### Collection entries
* * * *
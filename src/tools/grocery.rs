//! HEB grocery store tools.
//!
//! Site-specific scraping callables registered into the tool registry as a
//! flat function module. Both functions operate on a browser page handle
//! produced by `start_browser_manager`.

use std::sync::Arc;

use serde_json::{json, Map, Value};
use tracing::warn;
use url::Url;

use crate::browser::{page_from_handle, BrowserError, Page, WaitPolicy};
use crate::toolgen::{
    DeclaredType, FunctionDecl, FunctionModule, InstanceArena, ParamDecl, RegisteredFunction,
    ToolError, ToolFn,
};

const HEB_HOME_URL: &str = "https://www.heb.com/";
const HEB_SEARCH_URL: &str = "https://www.heb.com/search";
const DEFAULT_ZIP_CODE: i64 = 78209;

/// Sets up the HEB store location for this scraping session: opens the
/// store picker, searches the zip code, selects the first nearby store.
pub async fn setup_heb_search_location(
    page: &dyn Page,
    zip_code: i64,
) -> Result<(), BrowserError> {
    page.navigate(HEB_HOME_URL, WaitPolicy::NetworkIdle).await?;

    let change_store = page.locate("[data-testid=\"header_change_store\"]");
    change_store.wait().await?;
    change_store.click().await?;

    let address_input = page.locate("#address-input");
    address_input.wait().await?;
    address_input.fill(&zip_code.to_string()).await?;

    let search_button = page.locate("button:has-text(\"Search\")");
    search_button.wait().await?;
    search_button.click().await?;

    page.locate("p:has-text(\" stores near \")").wait().await?;

    let store_card = page.locate("[data-qe-id=\"storeCard\"]").nth(0);
    store_card.wait().await?;
    store_card
        .scoped("button:has-text(\"Store\")")
        .click()
        .await?;
    Ok(())
}

/// Searches HEB for a product and returns the titles of in-stock results.
/// Scraping failures are swallowed into an empty list so a single flaky
/// page does not derail the plan.
pub async fn find_product_at_heb(product_query: &str, page: &dyn Page) -> Vec<String> {
    match find_product_inner(product_query, page).await {
        Ok(titles) => titles,
        Err(e) => {
            warn!(query = %product_query, error = %e, "product search failed");
            Vec::new()
        }
    }
}

async fn find_product_inner(
    product_query: &str,
    page: &dyn Page,
) -> Result<Vec<String>, BrowserError> {
    let mut search_url = Url::parse(HEB_SEARCH_URL).map_err(|e| BrowserError::Navigation {
        url: HEB_SEARCH_URL.to_string(),
        reason: e.to_string(),
    })?;
    search_url
        .query_pairs_mut()
        .append_pair("esc", "true")
        .append_pair("q", product_query);
    page.navigate(search_url.as_str(), WaitPolicy::NetworkIdle)
        .await?;

    let product_cards = page.locate("div[data-qe-id=\"productCard\"]");
    let count = product_cards.count().await?;

    let mut results = Vec::new();
    for i in 0..count {
        let card = product_cards.nth(i);
        let out_of_stock = card
            .scoped("button[data-qe-id=\"addToCart\"] span:has-text(\"Out of stock\")")
            .count()
            .await?
            > 0;
        if out_of_stock {
            continue;
        }
        if let Some(title) = card
            .scoped("div[data-qe-id=\"productTitle\"] span")
            .get_attribute("title")
            .await?
        {
            results.push(title);
        }
    }
    Ok(results)
}

fn argument_map(tool: &str, args: &Value) -> Result<Map<String, Value>, ToolError> {
    match args {
        Value::Object(map) => Ok(map.clone()),
        Value::Null => Ok(Map::new()),
        other => Err(ToolError::ArgumentDecode {
            name: tool.to_string(),
            reason: format!("expected a JSON object, got {}", other),
        }),
    }
}

fn setup_callable(arena: Arc<InstanceArena>) -> ToolFn {
    Arc::new(move |args: Value| {
        let arena = arena.clone();
        Box::pin(async move {
            let map = argument_map("setup_heb_search_location", &args)?;
            let page_handle = map
                .get("page")
                .and_then(Value::as_str)
                .ok_or_else(|| ToolError::missing_argument("setup_heb_search_location", "page"))?
                .to_string();
            let zip_code = map
                .get("zip_code")
                .and_then(Value::as_i64)
                .unwrap_or(DEFAULT_ZIP_CODE);

            let page = page_from_handle(&arena, &page_handle).await?;
            setup_heb_search_location(page.as_ref(), zip_code)
                .await
                .map_err(|e| ToolError::invocation("setup_heb_search_location", e))?;
            Ok(Value::Null)
        })
    })
}

fn find_callable(arena: Arc<InstanceArena>) -> ToolFn {
    Arc::new(move |args: Value| {
        let arena = arena.clone();
        Box::pin(async move {
            let map = argument_map("find_product_at_heb", &args)?;
            let product_query = map
                .get("product_query")
                .and_then(Value::as_str)
                .ok_or_else(|| {
                    ToolError::missing_argument("find_product_at_heb", "product_query")
                })?
                .to_string();
            let page_handle = map
                .get("browser_page")
                .and_then(Value::as_str)
                .ok_or_else(|| {
                    ToolError::missing_argument("find_product_at_heb", "browser_page")
                })?
                .to_string();

            let page = page_from_handle(&arena, &page_handle).await?;
            let titles = find_product_at_heb(&product_query, page.as_ref()).await;
            Ok(json!(titles))
        })
    })
}

/// The grocery function module, ready for the registry builder.
pub fn module(arena: Arc<InstanceArena>) -> FunctionModule {
    FunctionModule::new("grocery")
        .register(RegisteredFunction::declared(
            FunctionDecl::new(
                "setup_heb_search_location",
                "Sets up HEB store location for the web scraping session.\n\n\
                 Navigates to the HEB website and configures the store \
                 location based on the provided zip code by selecting the \
                 first available store in that area.\n\n\
                 Args:\n    \
                 page (BrowserPage): browser page handle for web interaction\n    \
                 zip_code (int): ZIP code to search for nearby HEB stores",
                vec![
                    ParamDecl::required("page", DeclaredType::Named("BrowserPage".to_string())),
                    ParamDecl::optional("zip_code", DeclaredType::Int, json!(DEFAULT_ZIP_CODE)),
                ],
            ),
            setup_callable(arena.clone()),
        ))
        .register(RegisteredFunction::declared(
            FunctionDecl::new(
                "find_product_at_heb",
                "Search for available products at the HEB grocery store \
                 website.\n\n\
                 Args:\n    \
                 product_query (str): search term for the product\n    \
                 browser_page (BrowserPage): browser page handle for web \
                 interaction\n\n\
                 Returns:\n    \
                 list[str]: titles of in-stock products; empty when nothing \
                 is found or the search fails",
                vec![
                    ParamDecl::required("product_query", DeclaredType::Str),
                    ParamDecl::required(
                        "browser_page",
                        DeclaredType::Named("BrowserPage".to_string()),
                    ),
                ],
            )
            .returning(DeclaredType::List),
            find_callable(arena),
        ))
}

#[cfg(test)]
mod tests {
    use super::*;
    use crate::browser::Locator;
    use async_trait::async_trait;

    #[derive(Default)]
    struct MockCard {
        out_of_stock: bool,
        title: Option<String>,
    }

    /// Scripted stand-in for a live page: a fixed set of product cards and
    /// an optional navigation failure.
    #[derive(Default)]
    struct MockState {
        fail_navigation: bool,
        cards: Vec<MockCard>,
    }

    struct MockPage {
        state: Arc<MockState>,
    }

    #[async_trait]
    impl Page for MockPage {
        async fn navigate(&self, url: &str, _wait: WaitPolicy) -> Result<(), BrowserError> {
            if self.state.fail_navigation {
                return Err(BrowserError::Navigation {
                    url: url.to_string(),
                    reason: "network error".to_string(),
                });
            }
            Ok(())
        }

        fn locate(&self, selector: &str) -> Box<dyn Locator> {
            Box::new(MockLocator {
                state: self.state.clone(),
                selector: selector.to_string(),
                index: None,
                scope: None,
            })
        }

        async fn evaluate(&self, _script: &str) -> Result<Value, BrowserError> {
            Ok(Value::Null)
        }
    }

    struct MockLocator {
        state: Arc<MockState>,
        selector: String,
        index: Option<usize>,
        scope: Option<String>,
    }

    impl MockLocator {
        fn card(&self) -> Option<&MockCard> {
            self.index.and_then(|i| self.state.cards.get(i))
        }
    }

    #[async_trait]
    impl Locator for MockLocator {
        async fn count(&self) -> Result<usize, BrowserError> {
            if let Some(scope) = &self.scope {
                if scope.contains("addToCart") {
                    let out = self.card().map(|c| c.out_of_stock).unwrap_or(false);
                    return Ok(usize::from(out));
                }
                return Ok(1);
            }
            if self.selector.contains("productCard") {
                return Ok(self.state.cards.len());
            }
            Ok(1)
        }

        async fn wait(&self) -> Result<(), BrowserError> {
            Ok(())
        }

        async fn click(&self) -> Result<(), BrowserError> {
            Ok(())
        }

        async fn fill(&self, _text: &str) -> Result<(), BrowserError> {
            Ok(())
        }

        async fn get_attribute(&self, name: &str) -> Result<Option<String>, BrowserError> {
            if name == "title" {
                return Ok(self.card().and_then(|c| c.title.clone()));
            }
            Ok(None)
        }

        fn nth(&self, index: usize) -> Box<dyn Locator> {
            Box::new(MockLocator {
                state: self.state.clone(),
                selector: self.selector.clone(),
                index: Some(index),
                scope: self.scope.clone(),
            })
        }

        fn scoped(&self, selector: &str) -> Box<dyn Locator> {
            Box::new(MockLocator {
                state: self.state.clone(),
                selector: self.selector.clone(),
                index: self.index,
                scope: Some(selector.to_string()),
            })
        }
    }

    fn page(state: MockState) -> MockPage {
        MockPage {
            state: Arc::new(state),
        }
    }

    fn rt() -> tokio::runtime::Runtime {
        tokio::runtime::Runtime::new().unwrap()
    }

    #[test]
    fn test_find_product_in_stock() {
        let rt = rt();
        rt.block_on(async {
            let page = page(MockState {
                fail_navigation: false,
                cards: vec![
                    MockCard {
                        out_of_stock: false,
                        title: Some("Test Product".to_string()),
                    },
                    MockCard {
                        out_of_stock: false,
                        title: Some("Test Product".to_string()),
                    },
                ],
            });
            let results = find_product_at_heb("milk", &page).await;
            assert_eq!(results, vec!["Test Product", "Test Product"]);
        });
    }

    #[test]
    fn test_find_product_out_of_stock() {
        let rt = rt();
        rt.block_on(async {
            let page = page(MockState {
                fail_navigation: false,
                cards: vec![MockCard {
                    out_of_stock: true,
                    title: Some("Hidden".to_string()),
                }],
            });
            let results = find_product_at_heb("milk", &page).await;
            assert!(results.is_empty());
        });
    }

    #[test]
    fn test_find_product_no_cards() {
        let rt = rt();
        rt.block_on(async {
            let page = page(MockState::default());
            let results = find_product_at_heb("milk", &page).await;
            assert!(results.is_empty());
        });
    }

    #[test]
    fn test_find_product_navigation_error_is_swallowed() {
        let rt = rt();
        rt.block_on(async {
            let page = page(MockState {
                fail_navigation: true,
                cards: vec![],
            });
            let results = find_product_at_heb("milk", &page).await;
            assert!(results.is_empty());
        });
    }

    #[test]
    fn test_module_declares_both_functions() {
        let module = module(Arc::new(InstanceArena::new()));
        let names: Vec<&str> = module.functions().iter().map(|f| f.name()).collect();
        assert_eq!(
            names,
            vec!["setup_heb_search_location", "find_product_at_heb"]
        );
    }

    #[test]
    fn test_callable_rejects_missing_page_handle() {
        let rt = rt();
        rt.block_on(async {
            let module = module(Arc::new(InstanceArena::new()));
            let setup = &module.functions()[0];
            let err = (setup.callable)(json!({ "zip_code": 78701 }))
                .await
                .unwrap_err();
            assert!(matches!(err, ToolError::ArgumentDecode { .. }));
        });
    }

    #[test]
    fn test_callable_resolves_page_through_arena() {
        let rt = rt();
        rt.block_on(async {
            let arena = Arc::new(InstanceArena::new());
            let page: crate::browser::PageRef = Arc::new(page(MockState {
                fail_navigation: false,
                cards: vec![MockCard {
                    out_of_stock: false,
                    title: Some("Milk".to_string()),
                }],
            }));
            let handle = arena.insert("browser_page", Box::new(page)).await;

            let module = module(arena.clone());
            let find = &module.functions()[1];
            let out = (find.callable)(json!({
                "product_query": "milk",
                "browser_page": handle
            }))
            .await
            .unwrap();
            assert_eq!(out, json!(["Milk"]));
        });
    }
}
* * * *
### Exercise
Which lines in the records above hold the string "ParamDecl"? Copy each of them.

### Solution for this exercise
    DeclaredType, FunctionDecl, FunctionModule, InstanceArena, ParamDecl, RegisteredFunction,
                    ParamDecl::required("page", DeclaredType::Named("BrowserPage".to_string())),
                    ParamDecl::optional("zip_code", DeclaredType::Int, json!(DEFAULT_ZIP_CODE)),
                    ParamDecl::required("product_query", DeclaredType::Str),
                    ParamDecl::required(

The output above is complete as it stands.